Ragionando di human agency e Antropocene con Giuseppe Galasso

di Marco Armiero

Direttore dell’Environmental Humanties Laboratory di Stoccolma

 

 

Sono molto grato a Salvatore Adorno e alla rivista “Siculorum Gymnasium” per l’opportunità di riflettere su questo testo di Giuseppe Galasso e, più in generale, sulla storiografia italiana dell’ambiente.
Forse è opportuno iniziare con una ammissione di colpa:  non conoscevo questo saggio, sebbene mi occupi di storia dell’ambiente almeno dai primi anni Novanta. È possibile che si tratti solo della mia ignoranza, ma forse c’è qualcosa di più. Credo, infatti, che la questione attenga al rapporto tra innovazione e tradizione storiografica nella storia dell’ambiente e al complicato equilibrio tra riconoscerne le radici in consolidate piste di ricerca senza rinunciare a rivendicare l’originalità coltivata dalla nuova disciplina.[1] Come è noto, la storia ambientale italiana, e non solo italiana, è nata sulle radici di altre tradizioni storiografiche, anzitutto la storia dell’agricoltura e quella economica, che nella migliore tradizione intellettuale spaziavano al di là di una visione disciplinare asfittica. Il volume di Emilio Sereni Storia del paesaggio agrario, pubblicato nel 1962, rappresenta uno dei migliori esempi di questa storiografia agraria aperta, in grado di guardare non solo alle tecniche o alle colture ma all’insieme di natura e cultura così come si è solidificato nelle forme del paesaggio.
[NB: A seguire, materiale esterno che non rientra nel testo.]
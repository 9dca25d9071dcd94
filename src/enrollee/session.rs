use chrono::{DateTime, Utc};
use serde::{Deserialize, Serialize};
use std::net::IpAddr;

use super::state_machine::{EnrolleeEvent, EnrolleeStateMachine};
use super::types::{
    ConnectivityType, EnrolleeState, NetworkCredentials, OperationTag, PendingOperation, SessionId,
};
use crate::error::EasySetupError;

/// One device undergoing easy setup.
///
/// The state is only reachable through [`EnrolleeSession::apply`], which routes
/// every change through the state machine.
pub struct EnrolleeSession {
    id: SessionId,
    connectivity_type: ConnectivityType,
    machine: EnrolleeStateMachine,
    credentials: Option<NetworkCredentials>,
    ip_address: Option<IpAddr>,
    pending: Option<OperationTag>,
    issued: u64,
    last_status: Option<i32>,
    cancelled: bool,
    terminal_notified: bool,
    created_at: DateTime<Utc>,
    updated_at: DateTime<Utc>,
}

impl EnrolleeSession {
    pub fn new(id: SessionId, connectivity_type: ConnectivityType) -> Self {
        let now = Utc::now();
        Self {
            machine: EnrolleeStateMachine::new(id.clone()),
            id,
            connectivity_type,
            credentials: None,
            ip_address: None,
            pending: None,
            issued: 0,
            last_status: None,
            cancelled: false,
            terminal_notified: false,
            created_at: now,
            updated_at: now,
        }
    }

    pub fn id(&self) -> &SessionId {
        &self.id
    }

    pub fn state(&self) -> EnrolleeState {
        self.machine.state()
    }

    pub fn is_terminal(&self) -> bool {
        self.state().is_terminal()
    }

    pub fn connectivity_type(&self) -> ConnectivityType {
        self.connectivity_type
    }

    pub fn credentials(&self) -> Option<&NetworkCredentials> {
        self.credentials.as_ref()
    }

    pub fn ip_address(&self) -> Option<IpAddr> {
        self.ip_address
    }

    pub fn pending(&self) -> Option<PendingOperation> {
        self.pending.map(|tag| tag.operation)
    }

    pub fn pending_tag(&self) -> Option<OperationTag> {
        self.pending
    }

    pub fn last_status(&self) -> Option<i32> {
        self.last_status
    }

    pub fn is_cancelled(&self) -> bool {
        self.cancelled
    }

    pub fn apply(&mut self, event: EnrolleeEvent) -> Result<EnrolleeState, EasySetupError> {
        let state = self.machine.transition(event)?;
        self.updated_at = Utc::now();
        Ok(state)
    }

    /// Record the target network and address; only legal on the way into PROVISIONING.
    pub(crate) fn set_provisioning_target(
        &mut self,
        ip_address: IpAddr,
        credentials: NetworkCredentials,
        connectivity_type: ConnectivityType,
    ) {
        self.ip_address = Some(ip_address);
        self.credentials = Some(credentials);
        self.connectivity_type = connectivity_type;
    }

    /// Mark an operation outstanding and issue the tag its status must carry.
    pub(crate) fn begin(&mut self, operation: PendingOperation) -> OperationTag {
        self.issued += 1;
        let tag = OperationTag {
            operation,
            sequence: self.issued,
        };
        self.pending = Some(tag);
        tag
    }

    pub(crate) fn take_pending(&mut self) -> Option<PendingOperation> {
        self.pending.take().map(|tag| tag.operation)
    }

    /// Settle the outstanding operation only if `tag` is the one it was issued.
    pub(crate) fn settle(&mut self, tag: OperationTag) -> bool {
        if self.pending != Some(tag) {
            return false;
        }
        self.pending = None;
        true
    }

    pub(crate) fn record_status(&mut self, status_code: i32) {
        self.last_status = Some(status_code);
    }

    pub(crate) fn mark_cancelled(&mut self) {
        self.cancelled = true;
    }

    /// Returns true the first time it is called on a terminal session.
    pub(crate) fn claim_terminal_notification(&mut self) -> bool {
        if !self.is_terminal() || self.terminal_notified {
            return false;
        }
        self.terminal_notified = true;
        true
    }

    pub fn snapshot(&self) -> SessionSnapshot {
        SessionSnapshot {
            id: self.id.clone(),
            state: self.state(),
            connectivity_type: self.connectivity_type,
            ip_address: self.ip_address,
            ssid: self.credentials.as_ref().map(|c| c.ssid.clone()),
            pending: self.pending(),
            last_status: self.last_status,
            cancelled: self.cancelled,
            created_at: self.created_at,
            updated_at: self.updated_at,
        }
    }
}

/// Read-only view of a session, safe to log or print (no password).
#[derive(Debug, Clone, PartialEq, Serialize, Deserialize)]
pub struct SessionSnapshot {
    pub id: SessionId,
    pub state: EnrolleeState,
    pub connectivity_type: ConnectivityType,
    pub ip_address: Option<IpAddr>,
    pub ssid: Option<String>,
    pub pending: Option<PendingOperation>,
    pub last_status: Option<i32>,
    pub cancelled: bool,
    pub created_at: DateTime<Utc>,
    pub updated_at: DateTime<Utc>,
}
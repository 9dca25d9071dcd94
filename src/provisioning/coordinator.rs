// Provisioning coordinator - drives enrollee sessions through on-boarding and provisioning
//
// Commands go out to the transport; outcomes come back as status events on a
// channel and are applied under the session lock by a dispatch task.

use std::net::IpAddr;
use std::sync::{Arc, PoisonError, Weak};
use tokio::sync::mpsc;
use tokio::task::JoinHandle;
use tracing::{debug, info, warn, Instrument};

use super::listener::{ProvisioningListener, ProvisioningReport};
use super::transport::{ProvisioningRequest, ProvisioningTransport, StatusEvent, StatusSender, STATUS_OK};
use crate::enrollee::{
    ConnectivityType, EnrolleeEvent, EnrolleeSession, EnrolleeState, NetworkCredentials,
    OperationTag, PendingOperation, SessionHandle, SessionId, SessionSnapshot,
};
use crate::error::{EasySetupError, Result};
use crate::mediator::MediatorRegistry;
use crate::observability::ProvisioningMetrics;
use crate::telemetry::{create_provisioning_span, generate_correlation_id};

pub struct ProvisioningCoordinator {
    registry: Arc<MediatorRegistry>,
    transport: Arc<dyn ProvisioningTransport>,
    status: StatusSender,
    metrics: ProvisioningMetrics,
    dispatcher: std::sync::Mutex<Option<JoinHandle<()>>>,
}
// Process-wide registry accessors
//
// Applications that own their registry should construct `MediatorRegistry`
// directly; these accessors keep the lazily created shared instance.

use std::sync::{Arc, Mutex, PoisonError};
use tracing::{info, warn};

use super::registry::MediatorRegistry;
use crate::config::EasySetupConfig;

static INSTANCE: Mutex<Option<Arc<MediatorRegistry>>> = Mutex::new(None);

/// Get the shared registry, constructing it on first use.
///
/// First writer wins: once constructed, later calls get the same registry even
/// when they pass a different configuration.
pub fn get_instance(config: EasySetupConfig) -> Arc<MediatorRegistry> {
    let mut slot = INSTANCE.lock().unwrap_or_else(PoisonError::into_inner);

    if let Some(registry) = slot.as_ref() {
        if registry.config() != &config {
            warn!(
                instance_id = %registry.instance_id(),
                "Registry already initialized, ignoring differing configuration"
            );
        }
        return registry.clone();
    }

    let registry = Arc::new(MediatorRegistry::new(config));
    info!(instance_id = %registry.instance_id(), "Mediator registry initialized");
    *slot = Some(registry.clone());
    registry
}

/// The shared registry, if one is currently initialized
pub fn current_instance() -> Option<Arc<MediatorRegistry>> {
    INSTANCE
        .lock()
        .unwrap_or_else(PoisonError::into_inner)
        .clone()
}

/// Tear down the shared registry.
///
/// Returns the number of sessions released; the next `get_instance` builds a
/// fresh registry.
pub async fn finish() -> usize {
    let registry = INSTANCE
        .lock()
        .unwrap_or_else(PoisonError::into_inner)
        .take();

    match registry {
        Some(registry) => registry.finish().await,
        None => 0,
    }
}
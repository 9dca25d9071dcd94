// Provisioning module - coordinator, transport boundary and application callbacks

pub mod coordinator;
pub mod listener;
pub mod simulated;
pub mod transport;

pub use coordinator::ProvisioningCoordinator;
pub use listener::{ChannelListener, ProvisioningListener, ProvisioningReport};
pub use simulated::SimulatedTransport;
pub use transport::{
    ProvisioningRequest, ProvisioningTransport, StatusEvent, StatusSender, STATUS_DISCONNECTED,
    STATUS_OK,
};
E proprio il paesaggio è uno dei concetti chiave sui quali si sofferma Giuseppe Galasso in questo saggio. Riprendendo le riflessioni del geografo Eugenio Turri, Galasso utilizza la nozione di paesaggio all’interno del suo ragionamento più vasto sull’agenzia umana dentro la natura. È evidente che parlare di paesaggio implica riconoscere come ogni ambiente sia sempre un ibrido di natura e cultura, perché come scrive Galasso “ogni paesaggio è definito nella sua struttura percepibile dalle caratteristiche naturali e storiche dell’ambiente” (276). Galasso è profondamente interessato alla questione dell’agenzia umana sulla natura. A me pare che una larga parte di questo saggio sia dedicato a questo problema. Lo storico napoletano si interrogava sulla capacità degli umani di avere un effetto sulla natura, insistendo a più riprese sulla assoluta sproporzione di forze tra la modesta potenza trasformatrice umana e la incalcolabile forza della natura: “la potenza dell’uomo è assai esigua, addirittura trascurabile, rispetto a quella della natura” (270). Accanto ad un mero discorso di potenza – la forza umana comparata a quella geologica, ad esempio –, Galasso proponeva anche una riflessione sulla pluralità degli attori non umani che agiscono sulla natura, modificandola anche radicalmente, sebbene su tempi spesso molto diversi da quelli della nostra specie. Da questo punto di vista Galasso sembra anticipare un dibattito costitutivo della storia ambientale, ovvero la questione di fondo della agenzia della natura rispetto al tradizionale focus storiografico sull’agenzia degli umani.[2] Per la verità, sebbene riconosca la capacità di azione sull’ambiente da parte di attori non umani, Galasso non mi pare direttamente interessato al tema della agency, ovvero della intenzionalità dell’intervento non umano sull’ambiente. Probabilmente, anche solo avventurarsi su quel terreno sarebbe troppo lontano dalla sua sensibilità.
Se per alcuni aspetti la lezione di Galasso sembra vicina ad alcune riflessioni recenti sul post umano che richiamano la non unicità dell’azione umana sulla natura,[3] soprattutto nella seconda parte del saggio è chiara l’impostazione antropocentrica del suo approccio. Gli umani non sono gli unici a plasmare la natura, e forse non sono neppure così potenti come amano rappresentarsi, ma certo storia e etica ruotano intorno ad essi. Galasso liquida piuttosto – forse troppo – drasticamente qualunque ipotesi di etica ecocentrica che vada al di là dell’umano. Leggendo questo saggio mi chiedo quale sarebbe stata la reazione di Galasso all’animal turn che da qualche anno sta interessando non solo la storia dell’ambiente ma più in generale quella galassia di discipline indicata con il nome di environmental humanities.[4]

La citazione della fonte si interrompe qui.